What the exercise asks →
Please output the section of the listing below that opens with the line containing "impl EventBus for" and closes with the line containing "impl ConfigStore for MemoryHost", exactly and with nothing else.

Input records →

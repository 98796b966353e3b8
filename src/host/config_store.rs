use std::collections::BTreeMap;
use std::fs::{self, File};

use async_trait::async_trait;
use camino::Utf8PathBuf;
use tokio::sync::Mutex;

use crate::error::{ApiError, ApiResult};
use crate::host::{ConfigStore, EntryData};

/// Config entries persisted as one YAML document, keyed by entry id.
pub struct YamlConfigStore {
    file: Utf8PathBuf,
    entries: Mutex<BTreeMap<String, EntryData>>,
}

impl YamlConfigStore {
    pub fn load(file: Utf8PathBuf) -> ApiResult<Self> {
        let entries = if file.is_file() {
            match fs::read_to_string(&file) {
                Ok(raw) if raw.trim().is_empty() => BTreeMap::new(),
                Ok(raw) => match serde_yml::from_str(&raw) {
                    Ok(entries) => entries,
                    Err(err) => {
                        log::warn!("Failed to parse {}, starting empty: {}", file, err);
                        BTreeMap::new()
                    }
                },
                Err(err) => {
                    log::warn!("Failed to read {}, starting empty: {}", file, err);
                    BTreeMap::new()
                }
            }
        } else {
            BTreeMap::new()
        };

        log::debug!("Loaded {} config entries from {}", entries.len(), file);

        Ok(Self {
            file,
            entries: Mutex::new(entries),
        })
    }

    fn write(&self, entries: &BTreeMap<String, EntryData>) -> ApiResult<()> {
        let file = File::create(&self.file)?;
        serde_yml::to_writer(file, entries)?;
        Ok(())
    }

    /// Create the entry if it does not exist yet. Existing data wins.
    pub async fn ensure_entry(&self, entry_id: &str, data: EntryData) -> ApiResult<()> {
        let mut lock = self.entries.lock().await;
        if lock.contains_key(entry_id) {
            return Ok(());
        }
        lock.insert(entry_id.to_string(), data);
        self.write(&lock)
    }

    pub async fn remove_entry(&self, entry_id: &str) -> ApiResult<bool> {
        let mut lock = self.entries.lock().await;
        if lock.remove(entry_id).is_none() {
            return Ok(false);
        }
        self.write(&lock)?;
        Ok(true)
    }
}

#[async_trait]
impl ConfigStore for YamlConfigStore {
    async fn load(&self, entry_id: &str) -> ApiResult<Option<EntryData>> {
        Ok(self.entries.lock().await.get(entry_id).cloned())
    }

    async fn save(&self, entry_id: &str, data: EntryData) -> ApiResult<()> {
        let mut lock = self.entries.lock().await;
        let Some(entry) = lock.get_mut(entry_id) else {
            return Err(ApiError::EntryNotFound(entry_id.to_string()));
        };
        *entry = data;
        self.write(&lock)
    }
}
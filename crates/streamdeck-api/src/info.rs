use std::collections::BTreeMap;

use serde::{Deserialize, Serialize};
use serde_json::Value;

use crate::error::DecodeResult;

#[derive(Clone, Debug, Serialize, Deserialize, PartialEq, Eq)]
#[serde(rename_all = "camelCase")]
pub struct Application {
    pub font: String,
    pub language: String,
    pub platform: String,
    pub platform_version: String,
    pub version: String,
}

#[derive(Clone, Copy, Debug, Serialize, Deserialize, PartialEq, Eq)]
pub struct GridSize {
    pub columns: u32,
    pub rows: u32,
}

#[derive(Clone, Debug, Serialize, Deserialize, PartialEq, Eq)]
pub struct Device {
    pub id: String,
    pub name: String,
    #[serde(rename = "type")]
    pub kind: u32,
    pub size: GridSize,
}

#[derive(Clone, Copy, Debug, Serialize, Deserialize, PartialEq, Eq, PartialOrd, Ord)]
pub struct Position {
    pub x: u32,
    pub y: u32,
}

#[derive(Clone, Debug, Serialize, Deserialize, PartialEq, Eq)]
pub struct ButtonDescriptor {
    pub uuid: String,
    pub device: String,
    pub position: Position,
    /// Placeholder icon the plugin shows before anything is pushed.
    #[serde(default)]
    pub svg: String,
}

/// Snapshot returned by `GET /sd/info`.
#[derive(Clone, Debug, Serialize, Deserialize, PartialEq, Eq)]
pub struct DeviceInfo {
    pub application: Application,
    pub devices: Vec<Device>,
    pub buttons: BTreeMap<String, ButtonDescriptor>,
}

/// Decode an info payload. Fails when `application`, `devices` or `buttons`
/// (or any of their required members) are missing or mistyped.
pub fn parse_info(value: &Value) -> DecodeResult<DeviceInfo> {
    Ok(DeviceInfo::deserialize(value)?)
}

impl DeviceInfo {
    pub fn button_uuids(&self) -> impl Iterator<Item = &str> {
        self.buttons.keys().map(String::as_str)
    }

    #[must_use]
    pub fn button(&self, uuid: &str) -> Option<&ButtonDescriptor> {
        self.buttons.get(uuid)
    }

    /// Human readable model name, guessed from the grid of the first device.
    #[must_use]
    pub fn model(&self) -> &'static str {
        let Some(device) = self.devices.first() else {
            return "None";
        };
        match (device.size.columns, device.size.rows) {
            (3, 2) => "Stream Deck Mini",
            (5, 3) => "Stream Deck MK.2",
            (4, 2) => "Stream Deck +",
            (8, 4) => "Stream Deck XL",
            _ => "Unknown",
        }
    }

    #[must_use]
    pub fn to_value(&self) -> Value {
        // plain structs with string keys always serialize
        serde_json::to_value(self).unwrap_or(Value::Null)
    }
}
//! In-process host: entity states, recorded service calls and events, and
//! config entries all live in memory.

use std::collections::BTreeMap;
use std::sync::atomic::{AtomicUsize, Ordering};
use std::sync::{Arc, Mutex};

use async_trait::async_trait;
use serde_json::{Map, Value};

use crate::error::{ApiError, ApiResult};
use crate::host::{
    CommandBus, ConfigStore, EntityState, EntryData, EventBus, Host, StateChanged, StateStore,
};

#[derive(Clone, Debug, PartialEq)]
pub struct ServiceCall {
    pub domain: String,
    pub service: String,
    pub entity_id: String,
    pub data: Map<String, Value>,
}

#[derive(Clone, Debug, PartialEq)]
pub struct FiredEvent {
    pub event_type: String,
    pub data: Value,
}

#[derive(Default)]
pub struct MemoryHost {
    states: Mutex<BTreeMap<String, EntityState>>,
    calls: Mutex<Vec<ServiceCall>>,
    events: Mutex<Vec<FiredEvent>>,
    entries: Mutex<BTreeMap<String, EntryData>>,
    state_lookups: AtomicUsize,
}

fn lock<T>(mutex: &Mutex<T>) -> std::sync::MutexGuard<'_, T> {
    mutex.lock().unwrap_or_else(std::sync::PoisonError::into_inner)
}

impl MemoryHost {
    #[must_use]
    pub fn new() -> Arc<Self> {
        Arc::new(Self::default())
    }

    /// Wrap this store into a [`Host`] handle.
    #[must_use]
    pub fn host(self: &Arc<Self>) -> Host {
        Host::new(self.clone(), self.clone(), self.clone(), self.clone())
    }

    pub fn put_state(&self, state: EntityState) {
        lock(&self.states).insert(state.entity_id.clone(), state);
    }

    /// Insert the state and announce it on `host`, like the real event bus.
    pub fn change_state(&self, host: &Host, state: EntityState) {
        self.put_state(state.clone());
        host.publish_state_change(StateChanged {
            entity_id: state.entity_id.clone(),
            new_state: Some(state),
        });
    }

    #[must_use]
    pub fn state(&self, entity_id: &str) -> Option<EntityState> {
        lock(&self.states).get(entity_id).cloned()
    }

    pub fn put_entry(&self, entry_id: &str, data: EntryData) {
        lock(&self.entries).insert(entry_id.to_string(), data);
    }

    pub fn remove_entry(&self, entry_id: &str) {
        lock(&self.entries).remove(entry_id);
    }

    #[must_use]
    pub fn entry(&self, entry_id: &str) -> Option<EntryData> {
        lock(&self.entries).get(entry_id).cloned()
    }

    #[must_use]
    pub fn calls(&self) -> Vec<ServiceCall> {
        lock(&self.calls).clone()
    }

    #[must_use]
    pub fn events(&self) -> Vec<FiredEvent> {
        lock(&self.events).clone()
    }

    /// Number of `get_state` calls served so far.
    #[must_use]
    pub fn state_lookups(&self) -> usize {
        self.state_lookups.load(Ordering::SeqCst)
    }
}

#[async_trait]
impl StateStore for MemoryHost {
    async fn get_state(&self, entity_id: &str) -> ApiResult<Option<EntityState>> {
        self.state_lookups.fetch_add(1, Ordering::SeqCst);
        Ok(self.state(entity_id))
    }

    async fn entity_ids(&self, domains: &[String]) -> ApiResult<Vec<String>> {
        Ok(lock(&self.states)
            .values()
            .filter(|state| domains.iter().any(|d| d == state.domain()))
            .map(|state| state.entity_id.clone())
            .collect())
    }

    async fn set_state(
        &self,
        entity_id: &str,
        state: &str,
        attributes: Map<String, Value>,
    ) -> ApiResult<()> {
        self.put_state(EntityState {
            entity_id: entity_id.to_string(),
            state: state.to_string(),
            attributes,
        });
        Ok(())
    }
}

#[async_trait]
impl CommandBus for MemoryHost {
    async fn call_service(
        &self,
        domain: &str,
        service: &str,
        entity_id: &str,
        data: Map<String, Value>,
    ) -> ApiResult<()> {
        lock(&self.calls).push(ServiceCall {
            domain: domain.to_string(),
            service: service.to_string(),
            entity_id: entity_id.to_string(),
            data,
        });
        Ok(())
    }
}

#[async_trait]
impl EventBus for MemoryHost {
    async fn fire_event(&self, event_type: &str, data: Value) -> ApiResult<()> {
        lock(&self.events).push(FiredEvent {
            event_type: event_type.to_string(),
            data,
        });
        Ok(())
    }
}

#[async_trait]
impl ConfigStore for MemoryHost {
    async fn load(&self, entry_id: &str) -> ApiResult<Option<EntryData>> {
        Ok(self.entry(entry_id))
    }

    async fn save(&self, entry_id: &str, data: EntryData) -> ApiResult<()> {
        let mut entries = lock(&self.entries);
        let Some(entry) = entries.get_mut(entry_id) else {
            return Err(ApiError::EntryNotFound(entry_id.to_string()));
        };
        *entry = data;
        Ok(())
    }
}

Solution below →
impl EventBus for MemoryHost {
    async fn fire_event(&self, event_type: &str, data: Value) -> ApiResult<()> {
        lock(&self.events).push(FiredEvent {
            event_type: event_type.to_string(),
            data,
        });
        Ok(())
    }
}

#[async_trait]
impl ConfigStore for MemoryHost {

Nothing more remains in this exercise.